Secondly, we wanted to crawl rendered pages and read the DOM. It’s been known for a long time that Googlebot acts more like a modern day browser, rendering content, crawling and indexing JavaScript and dynamically generated content rather well. The SEO Spider is now able to render and crawl web pages in a similar way.
You can choose whether to crawl the static HTML, obey the old AJAX crawling scheme or fully render web pages, meaning executing and crawling of JavaScript and dynamic content.
Google deprecated their old AJAX crawling scheme and we have seen JavaScript frameworks such as AngularJS (with links or utilising the HTML5 History API) crawled, indexed and ranking like a typical static HTML site. I highly recommend reading Adam Audette’s Googlebot JavaScript testing from last year if you’re not already familiar.
After much research and testing, we integrated the Chromium project library for our rendering engine to emulate Google as closely as possible. Some of you may remember the excellent ‘Googlebot is Chrome‘ post from Joshua G on Mike King’s blog back in 2011, which discusses Googlebot essentially being a headless browser.
The new rendering mode is really powerful, but there are a few things to remember –
- Typically crawling is slower even though it’s still multi-threaded, as the SEO Spider has to wait longer for the content to load and gather all the resources to be able to render a page. Our internal testing suggests Google wait approximately 5 seconds for a page to render, so this is the default AJAX timeout in the SEO Spider. Google may adjust this based upon server response and other signals, so you can configure this to your own requirements if a site is slower to load a page.
- The crawling experience is quite different as it can take time for anything to appear in the UI to start with, then all of a sudden lots of URLs appear together at once. This is due to the SEO Spider waiting for all the resources to be fetched to render a page before the data is displayed.

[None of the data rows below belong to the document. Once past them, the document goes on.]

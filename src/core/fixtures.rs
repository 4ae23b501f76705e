//! Record types, operations and grammars shared by the unit tests.

use super::error::OpError;
use super::operation::OpRegistry;
use super::record::{Layout, Record};
use super::types::{Arity, Shape, Value};
use crate::grammar::FlatGrammar;
use indexmap::IndexMap;
use std::sync::atomic::{AtomicUsize, Ordering};
use std::sync::Arc;

#[derive(Debug, Clone, Default, PartialEq)]
pub struct Meta {
    pub flag: bool,
    pub note: String,
}

impl Record for Meta {
    fn layout(fields: &mut Layout<Self>) {
        fields
            .field("Flag", r#"op:"istrue" bind:"echo""#, |m| &m.flag, |m| &mut m.flag)
            .field("Note", r#"op:"-" bind:"echo""#, |m| &m.note, |m| &mut m.note);
    }
}

#[derive(Debug, Clone, Default, PartialEq)]
pub struct User {
    pub id: String,
    pub age: u8,
    pub meta: Meta,
}

impl Record for User {
    fn layout(fields: &mut Layout<Self>) {
        fields
            .field("ID", r#"op:"upper" bind:"echo""#, |u| &u.id, |u| &mut u.id)
            .field("Age", "", |u| &u.age, |u| &mut u.age)
            .nested("Meta", |u| &u.meta, |u| &mut u.meta);
    }
}

/// Record whose nested record has no mapped fields.
#[derive(Debug, Clone, Default)]
pub struct Sparse {
    pub name: String,
    pub untagged: Untagged,
}

#[derive(Debug, Clone, Default)]
pub struct Untagged {
    pub value: i32,
}

impl Record for Untagged {
    fn layout(fields: &mut Layout<Self>) {
        fields.field("Value", r#"json:"value""#, |u| &u.value, |u| &mut u.value);
    }
}

impl Record for Sparse {
    fn layout(fields: &mut Layout<Self>) {
        fields
            .field("Name", r#"op:"upper""#, |s| &s.name, |s| &mut s.name)
            .nested("Untagged", |s| &s.untagged, |s| &mut s.untagged);
    }
}

/// Record with compound fields.
#[derive(Debug, Clone, Default)]
pub struct Profile {
    pub tags: Vec<String>,
    pub attrs: IndexMap<String, i64>,
    pub score: Option<f64>,
}

impl Record for Profile {
    fn layout(fields: &mut Layout<Self>) {
        fields
            .generic("Tags", r#"op:"count" bind:"echo""#, Shape::Seq, |p| &p.tags, |p| &mut p.tags)
            .generic("Attrs", r#"op:"count""#, Shape::Map, |p| &p.attrs, |p| &mut p.attrs)
            .optional("Score", r#"bind:"echo""#, |p| &p.score, |p| &mut p.score);
    }
}

fn text(sources: &[Value]) -> Result<String, OpError> {
    match sources.first() {
        Some(Value::Text(s)) => Ok(s.clone()),
        Some(other) => Ok(other.to_string()),
        None => Err(OpError::new("no source value")),
    }
}

/// Registry with the operations used across tests. `calls` counts every
/// invocation of `tracked`.
pub fn registry(calls: Arc<AtomicUsize>) -> OpRegistry {
    let registry = OpRegistry::new();
    registry.register_fn("upper", Arity::Unary, |_, sources| {
        Ok(Value::Text(text(sources)?.to_uppercase()))
    });
    registry.register_fn("lower", Arity::Unary, |_, sources| {
        Ok(Value::Text(text(sources)?.to_lowercase()))
    });
    registry.register_fn("istrue", Arity::Unary, |_, sources| match sources.first() {
        Some(Value::Bool(b)) => Ok(Value::Bool(*b)),
        _ => Err(OpError::new("expected a bool")),
    });
    registry.register_fn("nonempty", Arity::Unary, |_, sources| {
        Ok(Value::Bool(!sources.first().map(Value::is_empty).unwrap_or(true)))
    });
    registry.register_fn("count", Arity::Unary, |_, sources| match sources.first() {
        Some(Value::List(items)) => Ok(Value::Uint(items.len() as u64)),
        Some(Value::Map(entries)) => Ok(Value::Uint(entries.len() as u64)),
        _ => Err(OpError::new("expected a collection")),
    });
    registry.register_fn("echo", Arity::Unary, |_, sources| {
        sources
            .first()
            .cloned()
            .ok_or_else(|| OpError::new("no source value"))
    });
    registry.register_fn("null", Arity::Unary, |_, _| Ok(Value::Null));
    registry.register_fn("empty", Arity::Unary, |_, _| Ok(Value::Text(String::new())));
    registry.register_fn("fail", Arity::Unary, |_, _| Err(OpError::new("always fails")));
    registry.register_fn("join", Arity::Variadic, |_, sources| {
        let parts: Vec<String> = sources.iter().map(Value::to_string).collect();
        Ok(Value::Text(parts.join("+")))
    });
    registry.register_fn("tracked", Arity::Unary, move |_, sources| {
        calls.fetch_add(1, Ordering::SeqCst);
        Ok(Value::Text(text(sources)?))
    });
    registry
}

/// Combine grammar over the `op` key with the given combiner kind.
pub fn combine_grammar(combiner: &str) -> FlatGrammar {
    let yaml = format!("key: op\nwalk_mode: combine\ncombiner: {}\n", combiner);
    grammar_from_yaml(&yaml)
}

/// Apply grammar over the `bind` key with the setter applier.
pub fn apply_grammar() -> FlatGrammar {
    grammar_from_yaml("key: bind\nwalk_mode: apply\napplier: setter\n")
}

pub fn grammar_from_yaml(yaml: &str) -> FlatGrammar {
    FlatGrammar::from_yaml(yaml).unwrap()
}
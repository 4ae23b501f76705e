//! RC-009: Flat grammar — one level of operations per tag value.
//!
//! Operation strings read `name[,modifier...]`. A modifier is either a bare
//! key (boolean true) or `key=value` / `key:value`, the value optionally
//! double-quoted. Every modifier must be declared, either as one of the
//! shared modifiers or on the operation itself.

use super::config::{
    ApplierKind, CombinerKind, FlatFormat, GrammarConfig, ModifierKind, OrderingKind,
};
use super::{not_applicable, Grammar};
use crate::core::error::{GrammarBuildStage, GrammarError};
use crate::core::operation::{self, OpOptions, OperationRef};
use crate::core::types::{Arity, MultiOpPolicy, Value, WalkMode};
use crate::core::walk::{
    Applier, BoolAndCombiner, CollectCombiner, Combiner, SetterApplier, StringConcatCombiner,
};
use indexmap::IndexMap;
use regex::Regex;
use rustc_hash::FxHashSet;
use std::fmt;
use std::sync::Arc;

const NAME_PATTERN: &str = r"^[A-Za-z_][A-Za-z0-9_.\-]*$";
const MODIFIER_PATTERN: &str = r"(?s)^\s*([A-Za-z_][A-Za-z0-9_\-]*)\s*(?:([=:])\s*(.*?))?\s*$";

/// Execution order of a field's operations.
#[derive(Debug, Clone, PartialEq, Eq)]
pub enum Ordering {
    Declared,
    Lexical,
    /// Listed names first, in list order; the rest keep declared order.
    Priority(Vec<String>),
}

pub struct FlatGrammar {
    key: String,
    description: String,
    walk_mode: WalkMode,
    arity: Arity,
    policy: MultiOpPolicy,
    max_operations: usize,
    format: FlatFormat,
    ordering: Ordering,
    shared: IndexMap<String, ModifierKind>,
    operations: IndexMap<String, IndexMap<String, ModifierKind>>,
    combiner: Option<Arc<dyn Combiner>>,
    applier: Option<Arc<dyn Applier>>,
    name_pattern: Regex,
    modifier_pattern: Regex,
}

fn builtin_modifiers() -> IndexMap<String, ModifierKind> {
    [
        (operation::OMIT_NIL, ModifierKind::Bool),
        (operation::OMIT_EMPTY, ModifierKind::Bool),
        (operation::OMIT_ERR, ModifierKind::Bool),
        (operation::DEFAULT, ModifierKind::Converted),
        (operation::POLICY, ModifierKind::String),
    ]
    .into_iter()
    .map(|(name, kind)| (name.to_string(), kind))
    .collect()
}

fn build_error(stage: GrammarBuildStage, reason: impl Into<String>) -> GrammarError {
    GrammarError::Build {
        stage,
        reason: reason.into(),
    }
}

- To be able to render content properly, resources such as JavaScript and CSS should not be blocked from the SEO Spider. You can see URLs blocked by robots.txt (and the corresponding robots.txt disallow line) under ‘Response Codes > Blocked By Robots.txt’. You should also make sure that you crawl JS, CSS and external resources in the SEO Spider configuration.
It’s also important to note that as the SEO Spider renders content like a browser from your machine, so this can impact analytics and anything else that relies upon JavaScript.
By default the SEO Spider excludes executing of Google Analytics JavaScript tags within its engine, however, if a site is using other analytics solutions or JavaScript that shouldn’t be executed, remember to use the exclude feature.
2) Configurable Columns & Ordering
You’re now able to configure which columns are displayed in each tab of the SEO Spider (by clicking the ‘+’ in the top window pane).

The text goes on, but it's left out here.